MATERIAL TO PROCESS:
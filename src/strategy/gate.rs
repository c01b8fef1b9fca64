//! Pre-trade checks shared by every entry strategy
//!
//! Checks run in a fixed order and the first failure rejects the attempt.
//! A rejection only ends that strategy's attempt on that market.

use super::StrategyKind;
use crate::advisory::{AdviceRequest, AdvisorPanel};
use crate::config::StrategyConfig;
use crate::exchange::OrderSide;
use crate::market::MarketSnapshot;
use crate::orderbook::{LiquidityCheck, OrderBookAnalyzer};
use crate::position::CapacityError;
use crate::risk::{PortfolioRiskManager, RiskRejection};
use chrono::{DateTime, Duration, Utc};
use rust_decimal::Decimal;
use std::fmt;
use std::sync::Arc;
use tokio::sync::Mutex;

/// Result of running the gate
#[derive(Debug, Clone, PartialEq, Eq)]
pub enum FilterResult {
    /// Every check passed
    Pass,
    /// Attempt rejected
    Reject(RejectReason),
}

impl FilterResult {
    pub fn is_pass(&self) -> bool {
        matches!(self, FilterResult::Pass)
    }
}

/// Reason an entry attempt was rejected
#[derive(Debug, Clone, PartialEq, Eq)]
pub enum RejectReason {
    /// Too close to market expiry
    TooCloseToExpiry(Duration),
    /// Daily trade ceiling reached
    DailyTradeLimit(u32),
    /// Asset exposure would exceed its ceiling
    AssetExposure { exposure: Decimal, limit: Decimal },
    /// Book too thin or too steep for the size
    InsufficientLiquidity { token_id: String, detail: String },
    /// An advisor vetoed the trade
    AdvisorVeto(String),
    /// Portfolio risk manager refused
    Risk(RiskRejection),
    /// No free position slot
    Capacity(CapacityError),
    /// No usable price for a leg
    PriceUnavailable(String),
}

impl RejectReason {
    /// Short label for logs and metrics
    pub fn kind(&self) -> &'static str {
        match self {
            RejectReason::TooCloseToExpiry(_) => "too_close_to_expiry",
            RejectReason::DailyTradeLimit(_) => "daily_trade_limit",
            RejectReason::AssetExposure { .. } => "asset_exposure",
            RejectReason::InsufficientLiquidity { .. } => "insufficient_liquidity",
            RejectReason::AdvisorVeto(_) => "advisor_veto",
            RejectReason::Risk(_) => "risk",
            RejectReason::Capacity(_) => "capacity",
            RejectReason::PriceUnavailable(_) => "price_unavailable",
        }
    }
}

impl fmt::Display for RejectReason {
    fn fmt(&self, f: &mut fmt::Formatter<'_>) -> fmt::Result {
        match self {
            RejectReason::TooCloseToExpiry(left) => {
                write!(f, "{}s to expiry", left.num_seconds())
            }
            RejectReason::DailyTradeLimit(n) => write!(f, "daily trade limit {} reached", n),
            RejectReason::AssetExposure { exposure, limit } => {
                write!(f, "asset exposure {} would exceed {}", exposure, limit)
            }
            RejectReason::InsufficientLiquidity { token_id, detail } => {
                write!(f, "{}: {}", token_id, detail)
            }
            RejectReason::AdvisorVeto(reason) => write!(f, "advisor veto: {}", reason),
            RejectReason::Risk(r) => write!(f, "{}", r),
            RejectReason::Capacity(c) => write!(f, "{}", c),
            RejectReason::PriceUnavailable(token) => write!(f, "no price for {}", token),
        }
    }
}

/// One order an entry intends to place
#[derive(Debug, Clone, PartialEq, Eq)]
pub struct Leg {
    pub token_id: String,
    pub price: Decimal,
    /// Shares
    pub size: Decimal,
}

impl Leg {
    pub fn value(&self) -> Decimal {
        self.price * self.size
    }
}

/// What the gate is asked to approve
#[derive(Debug, Clone)]
pub struct GateContext<'a> {
    pub market: &'a MarketSnapshot,
    pub strategy: StrategyKind,
    pub legs: &'a [Leg],
    pub expected_edge: Decimal,
    /// Cost basis already open on the market's asset
    pub asset_exposure: Decimal,
    pub now: DateTime<Utc>,
}

impl GateContext<'_> {
    fn total_value(&self) -> Decimal {
        self.legs.iter().map(Leg::value).sum()
    }
}

/// Entry pre-checks
pub struct EntryGate {
    analyzer: Arc<OrderBookAnalyzer>,
    advisors: AdvisorPanel,
    config: StrategyConfig,
    max_daily_trades: u32,
}

impl EntryGate {
    pub fn new(
        analyzer: Arc<OrderBookAnalyzer>,
        advisors: AdvisorPanel,
        config: StrategyConfig,
        max_daily_trades: u32,
    ) -> Self {
        Self {
            analyzer,
            advisors,
            config,
            max_daily_trades,
        }
    }

    pub fn config(&self) -> &StrategyConfig {
        &self.config
    }

    pub fn analyzer(&self) -> &Arc<OrderBookAnalyzer> {
        &self.analyzer
    }

    /// Run every check in order
    ///
    /// Expiry, daily trades, asset exposure, liquidity on every leg, the
    /// advisory veto, then risk approval for the combined value.
    pub async fn pre_check(
        &self,
        ctx: &GateContext<'_>,
        risk: &Mutex<PortfolioRiskManager>,
    ) -> FilterResult {
        let result = self.run_checks(ctx, risk).await;
        if let FilterResult::Reject(reason) = &result {
            tracing::info!(
                market = %ctx.market.market_id,
                asset = %ctx.market.asset,
                strategy = ctx.strategy.as_str(),
                check = reason.kind(),
                reason = %reason,
                "Entry blocked"
            );
        }
        result
    }

    async fn run_checks(
        &self,
        ctx: &GateContext<'_>,
        risk: &Mutex<PortfolioRiskManager>,
    ) -> FilterResult {
        let left = ctx.market.time_to_expiry(ctx.now);
        if left < Duration::seconds(self.config.min_time_to_expiry_secs) {
            return FilterResult::Reject(RejectReason::TooCloseToExpiry(left));
        }

        let trades = risk.lock().await.trades_today();
        if trades >= self.max_daily_trades {
            return FilterResult::Reject(RejectReason::DailyTradeLimit(self.max_daily_trades));
        }

        let value = ctx.total_value();
        let exposure = ctx.asset_exposure + value;
        if exposure > self.config.max_asset_exposure {
            return FilterResult::Reject(RejectReason::AssetExposure {
                exposure,
                limit: self.config.max_asset_exposure,
            });
        }

        for leg in ctx.legs {
            match self
                .analyzer
                .check_liquidity(
                    &leg.token_id,
                    OrderSide::Buy,
                    leg.size,
                    self.config.liquidity_multiple,
                    self.config.max_slippage,
                )
                .await
            {
                LiquidityCheck::Sufficient => {}
                LiquidityCheck::NoData => {
                    tracing::warn!(
                        token_id = %leg.token_id,
                        strategy = ctx.strategy.as_str(),
                        "No order book, proceeding without liquidity check"
                    );
                }
                LiquidityCheck::Insufficient(detail) => {
                    return FilterResult::Reject(RejectReason::InsufficientLiquidity {
                        token_id: leg.token_id.clone(),
                        detail,
                    });
                }
            }
        }

        if !self.advisors.is_empty() {
            let advice = self
                .advisors
                .should_trade(&AdviceRequest {
                    strategy: ctx.strategy,
                    asset: ctx.market.asset.clone(),
                    expected_edge: ctx.expected_edge,
                })
                .await;
            if !advice.approve {
                return FilterResult::Reject(RejectReason::AdvisorVeto(advice.reason));
            }
        }

        let approval = risk
            .lock()
            .await
            .check_can_trade(value, &ctx.market.market_id, ctx.now);
        match approval.reason {
            Some(reason) if !approval.allowed => FilterResult::Reject(RejectReason::Risk(reason)),
            _ => FilterResult::Pass,
        }
    }
}
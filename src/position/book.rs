//! In-memory position table with slot reservations
//!
//! Market tasks run concurrently, so an entry reserves its slot before the
//! order goes out and converts it on fill. Capacity limits therefore hold
//! even while orders are in flight.

use super::Position;
use rust_decimal::Decimal;
use std::collections::{HashMap, HashSet};
use thiserror::Error;

/// Why a slot could not be reserved
#[derive(Debug, Clone, PartialEq, Eq, Error)]
pub enum CapacityError {
    #[error("max positions reached ({0})")]
    Total(usize),
    #[error("max positions for {asset} reached ({limit})")]
    PerAsset { asset: String, limit: usize },
}

/// The engine's position table
#[derive(Debug)]
pub struct PositionBook {
    positions: HashMap<String, Position>,
    reserved: HashMap<String, usize>,
    exiting: HashSet<String>,
    max_positions: usize,
    max_per_asset: usize,
}

impl PositionBook {
    pub fn new(max_positions: usize, max_per_asset: usize) -> Self {
        Self {
            positions: HashMap::new(),
            reserved: HashMap::new(),
            exiting: HashSet::new(),
            max_positions,
            max_per_asset,
        }
    }

    fn reserved_total(&self) -> usize {
        self.reserved.values().sum()
    }

    fn reserved_for(&self, asset: &str) -> usize {
        self.reserved.get(asset).copied().unwrap_or(0)
    }

    /// Open positions for an asset, excluding reservations
    pub fn count_for_asset(&self, asset: &str) -> usize {
        self.positions.values().filter(|p| p.asset == asset).count()
    }

    pub fn len(&self) -> usize {
        self.positions.len()
    }

    pub fn is_empty(&self) -> bool {
        self.positions.is_empty()
    }

    /// Whether `slots` more entries for `asset` would fit
    pub fn check_capacity(&self, asset: &str, slots: usize) -> Result<(), CapacityError> {
        if self.positions.len() + self.reserved_total() + slots > self.max_positions {
            return Err(CapacityError::Total(self.max_positions));
        }
        if self.count_for_asset(asset) + self.reserved_for(asset) + slots > self.max_per_asset {
            return Err(CapacityError::PerAsset {
                asset: asset.to_string(),
                limit: self.max_per_asset,
            });
        }
        Ok(())
    }

    /// Hold `slots` entries for `asset` until filled or released
    pub fn try_reserve(&mut self, asset: &str, slots: usize) -> Result<(), CapacityError> {
        self.check_capacity(asset, slots)?;
        *self.reserved.entry(asset.to_string()).or_default() += slots;
        Ok(())
    }

    /// Give back unused reservations
    pub fn release(&mut self, asset: &str, slots: usize) {
        if let Some(held) = self.reserved.get_mut(asset) {
            *held = held.saturating_sub(slots);
            if *held == 0 {
                self.reserved.remove(asset);
            }
        }
    }

    /// Convert one reservation into an open position
    ///
    /// A second fill on an already-held token is averaged into the existing
    /// position instead of creating another entry.
    pub fn fill(&mut self, position: Position) {
        self.release(&position.asset, 1);
        match self.positions.get_mut(&position.token_id) {
            Some(existing) => {
                let size = existing.size + position.size;
                if !size.is_zero() {
                    existing.entry_price =
                        (existing.cost_basis() + position.cost_basis()) / size;
                }
                existing.size = size;
                existing.peak_price = existing.peak_price.max(position.peak_price);
            }
            None => {
                self.positions.insert(position.token_id.clone(), position);
            }
        }
    }

    /// Insert a recovered position, bypassing reservations
    pub fn restore(&mut self, position: Position) {
        self.positions.insert(position.token_id.clone(), position);
    }

    pub fn get(&self, token_id: &str) -> Option<&Position> {
        self.positions.get(token_id)
    }

    pub fn contains(&self, token_id: &str) -> bool {
        self.positions.contains_key(token_id)
    }

    /// Record a new peak for a position
    pub fn set_peak(&mut self, token_id: &str, price: Decimal) -> bool {
        self.positions
            .get_mut(token_id)
            .is_some_and(|p| p.update_peak(price))
    }

    /// Claim a position for closing; false if another task already has it
    pub fn begin_exit(&mut self, token_id: &str) -> bool {
        self.positions.contains_key(token_id) && self.exiting.insert(token_id.to_string())
    }

    /// Drop an exit claim without closing
    pub fn end_exit(&mut self, token_id: &str) {
        self.exiting.remove(token_id);
    }

    pub fn remove(&mut self, token_id: &str) -> Option<Position> {
        self.exiting.remove(token_id);
        self.positions.remove(token_id)
    }

    /// Snapshot of positions on one asset
    pub fn for_asset(&self, asset: &str) -> Vec<Position> {
        self.positions
            .values()
            .filter(|p| p.asset == asset)
            .cloned()
            .collect()
    }

    /// Snapshot of every position
    pub fn all(&self) -> Vec<Position> {
        self.positions.values().cloned().collect()
    }

    /// Cost basis of all open positions
    pub fn total_exposure(&self) -> Decimal {
        self.positions.values().map(Position::cost_basis).sum()
    }

    /// Cost basis of open positions on one asset
    pub fn asset_exposure(&self, asset: &str) -> Decimal {
        self.positions
            .values()
            .filter(|p| p.asset == asset)
            .map(Position::cost_basis)
            .sum()
    }
}
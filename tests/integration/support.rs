//! Shared fakes and fixtures

use async_trait::async_trait;
use chrono::{DateTime, Duration, Utc};
use poly_engine::advisory::AdvisorPanel;
use poly_engine::config::Config;
use poly_engine::engine::{Engine, EngineParts};
use poly_engine::exchange::{
    BalanceAsset, ExchangeApi, ExchangeError, OrderOptions, OrderSide, OrderSpec, PaperExchange,
    PostResponse, SignedOrder,
};
use poly_engine::orderbook::{BookSource, OrderBook};
use poly_engine::feed::{PriceSource, TokenPrice};
use poly_engine::market::{MarketFeed, MarketSnapshot, Outcome};
use poly_engine::position::{Position, PositionStore};
use poly_engine::strategy::StrategyKind;
use rust_decimal::Decimal;
use rust_decimal_macros::dec;
use std::collections::{HashMap, HashSet};
use std::sync::atomic::{AtomicBool, Ordering};
use std::sync::Arc;
use tempfile::TempDir;
use tokio::sync::RwLock;

/// Market list served verbatim
#[derive(Default)]
pub struct FakeMarkets {
    markets: RwLock<Vec<MarketSnapshot>>,
}

impl FakeMarkets {
    pub async fn set(&self, markets: Vec<MarketSnapshot>) {
        *self.markets.write().await = markets;
    }
}

#[async_trait]
impl MarketFeed for FakeMarkets {
    async fn fetch_live_markets(
        &self,
        asset_filter: Option<&str>,
    ) -> anyhow::Result<Vec<MarketSnapshot>> {
        let markets = self.markets.read().await;
        Ok(markets
            .iter()
            .filter(|m| asset_filter.map_or(true, |a| m.asset.eq_ignore_ascii_case(a)))
            .cloned()
            .collect())
    }
}

/// Token prices set by the test, always fresh
#[derive(Default)]
pub struct FakePrices {
    prices: RwLock<HashMap<String, Decimal>>,
    subscribed: RwLock<HashSet<String>>,
}

impl FakePrices {
    pub async fn set(&self, token_id: &str, price: Decimal) {
        self.prices.write().await.insert(token_id.to_string(), price);
    }

    pub async fn is_subscribed(&self, token_id: &str) -> bool {
        self.subscribed.read().await.contains(token_id)
    }
}

#[async_trait]
impl PriceSource for FakePrices {
    async fn subscribe(&self, token_ids: &[String]) {
        self.subscribed.write().await.extend(token_ids.iter().cloned());
    }

    async fn unsubscribe(&self, token_ids: &[String]) {
        let mut subscribed = self.subscribed.write().await;
        for token in token_ids {
            subscribed.remove(token);
        }
    }

    async fn get_price(&self, token_id: &str) -> Option<TokenPrice> {
        self.prices.read().await.get(token_id).map(|price| TokenPrice {
            price: *price,
            timestamp: Utc::now(),
        })
    }
}

/// Paper venue that can be told to refuse every SELL
pub struct GatedVenue {
    pub paper: Arc<PaperExchange>,
    refuse_sells: AtomicBool,
}

impl GatedVenue {
    pub fn new(paper: Arc<PaperExchange>) -> Self {
        Self {
            paper,
            refuse_sells: AtomicBool::new(false),
        }
    }

    pub fn refuse_sells(&self, refuse: bool) {
        self.refuse_sells.store(refuse, Ordering::SeqCst);
    }
}

#[async_trait]
impl BookSource for GatedVenue {
    async fn get_order_book(&self, token_id: &str) -> Result<OrderBook, ExchangeError> {
        self.paper.get_order_book(token_id).await
    }
}

#[async_trait]
impl ExchangeApi for GatedVenue {
    async fn create_order(
        &self,
        spec: &OrderSpec,
        options: &OrderOptions,
    ) -> Result<SignedOrder, ExchangeError> {
        self.paper.create_order(spec, options).await
    }

    async fn post_order(&self, order: &SignedOrder) -> Result<PostResponse, ExchangeError> {
        if order.spec.side == OrderSide::Sell && self.refuse_sells.load(Ordering::SeqCst) {
            return Err(ExchangeError::rejected("server busy"));
        }
        self.paper.post_order(order).await
    }

    async fn get_balance(&self, asset: &BalanceAsset) -> Result<Decimal, ExchangeError> {
        self.paper.get_balance(asset).await
    }

    async fn get_neg_risk(&self, token_id: &str) -> Result<Option<bool>, ExchangeError> {
        self.paper.get_neg_risk(token_id).await
    }
}

pub fn market(
    market_id: &str,
    up_price: Decimal,
    down_price: Decimal,
    expires_in: Duration,
    now: DateTime<Utc>,
) -> MarketSnapshot {
    MarketSnapshot {
        market_id: market_id.to_string(),
        asset: "BTC".to_string(),
        up_token_id: format!("{market_id}-up"),
        down_token_id: format!("{market_id}-down"),
        up_price,
        down_price,
        end_time: now + expires_in,
        neg_risk: false,
        tick_size: dec!(0.01),
    }
}

pub fn position(
    market: &MarketSnapshot,
    side: Outcome,
    entry_price: Decimal,
    size: Decimal,
    entry_time: DateTime<Utc>,
) -> Position {
    Position {
        token_id: market.token_for(side).to_string(),
        side,
        entry_price,
        size,
        entry_time,
        market_id: market.market_id.clone(),
        asset: market.asset.clone(),
        strategy: StrategyKind::Latency,
        peak_price: entry_price,
        neg_risk: false,
        confidence: dec!(60),
    }
}

/// Paper venue with no books, every strategy off, plenty of capital
pub fn config(dir: &TempDir) -> Config {
    let mut config = Config::default();
    config.engine.dry_run = true;
    config.strategy.flash_enabled = false;
    config.strategy.latency_enabled = false;
    config.strategy.oracle_enabled = false;
    config.strategy.sum_to_one_enabled = false;
    config.risk.initial_capital = dec!(1000);
    config.persistence.positions_path = dir.path().join("positions.json");
    config
}

pub struct Harness {
    pub engine: Arc<Engine>,
    pub paper: Arc<PaperExchange>,
    pub venue: Arc<GatedVenue>,
    pub markets: Arc<FakeMarkets>,
    pub prices: Arc<FakePrices>,
    pub dir: TempDir,
}

impl Harness {
    /// Build an engine over `stored` positions, recovered as at startup
    pub async fn start(
        stored: Vec<Position>,
        now: DateTime<Utc>,
        configure: impl FnOnce(&mut Config),
    ) -> Self {
        let dir = tempfile::tempdir().unwrap();
        let mut config = config(&dir);
        configure(&mut config);

        let store = PositionStore::new(
            config.persistence.positions_path.clone(),
            Duration::seconds(config.persistence.stale_after_secs),
        );
        store.save(&stored).await.unwrap();

        let paper = Arc::new(PaperExchange::new(
            config.risk.initial_capital,
            config.execution.paper_fee_rate,
        ));
        for p in &stored {
            paper.credit_shares(&p.token_id, p.size).await;
        }
        let venue = Arc::new(GatedVenue::new(paper.clone()));
        let markets = Arc::new(FakeMarkets::default());
        let prices = Arc::new(FakePrices::default());

        let engine = Arc::new(Engine::new(
            EngineParts {
                config,
                markets: markets.clone(),
                exchange: venue.clone(),
                books: venue.clone(),
                prices: prices.clone(),
                reference: None,
                latency: None,
                oracle: None,
                advisors: AdvisorPanel::default(),
            },
            now,
        ));
        engine.recover(now).await.unwrap();

        Self {
            engine,
            paper,
            venue,
            markets,
            prices,
            dir,
        }
    }
}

WORK TO BE COMPLETED:
Go through the lines above and copy any that contain "super".

SOLUTION:
use super::StrategyKind;
use super::Position;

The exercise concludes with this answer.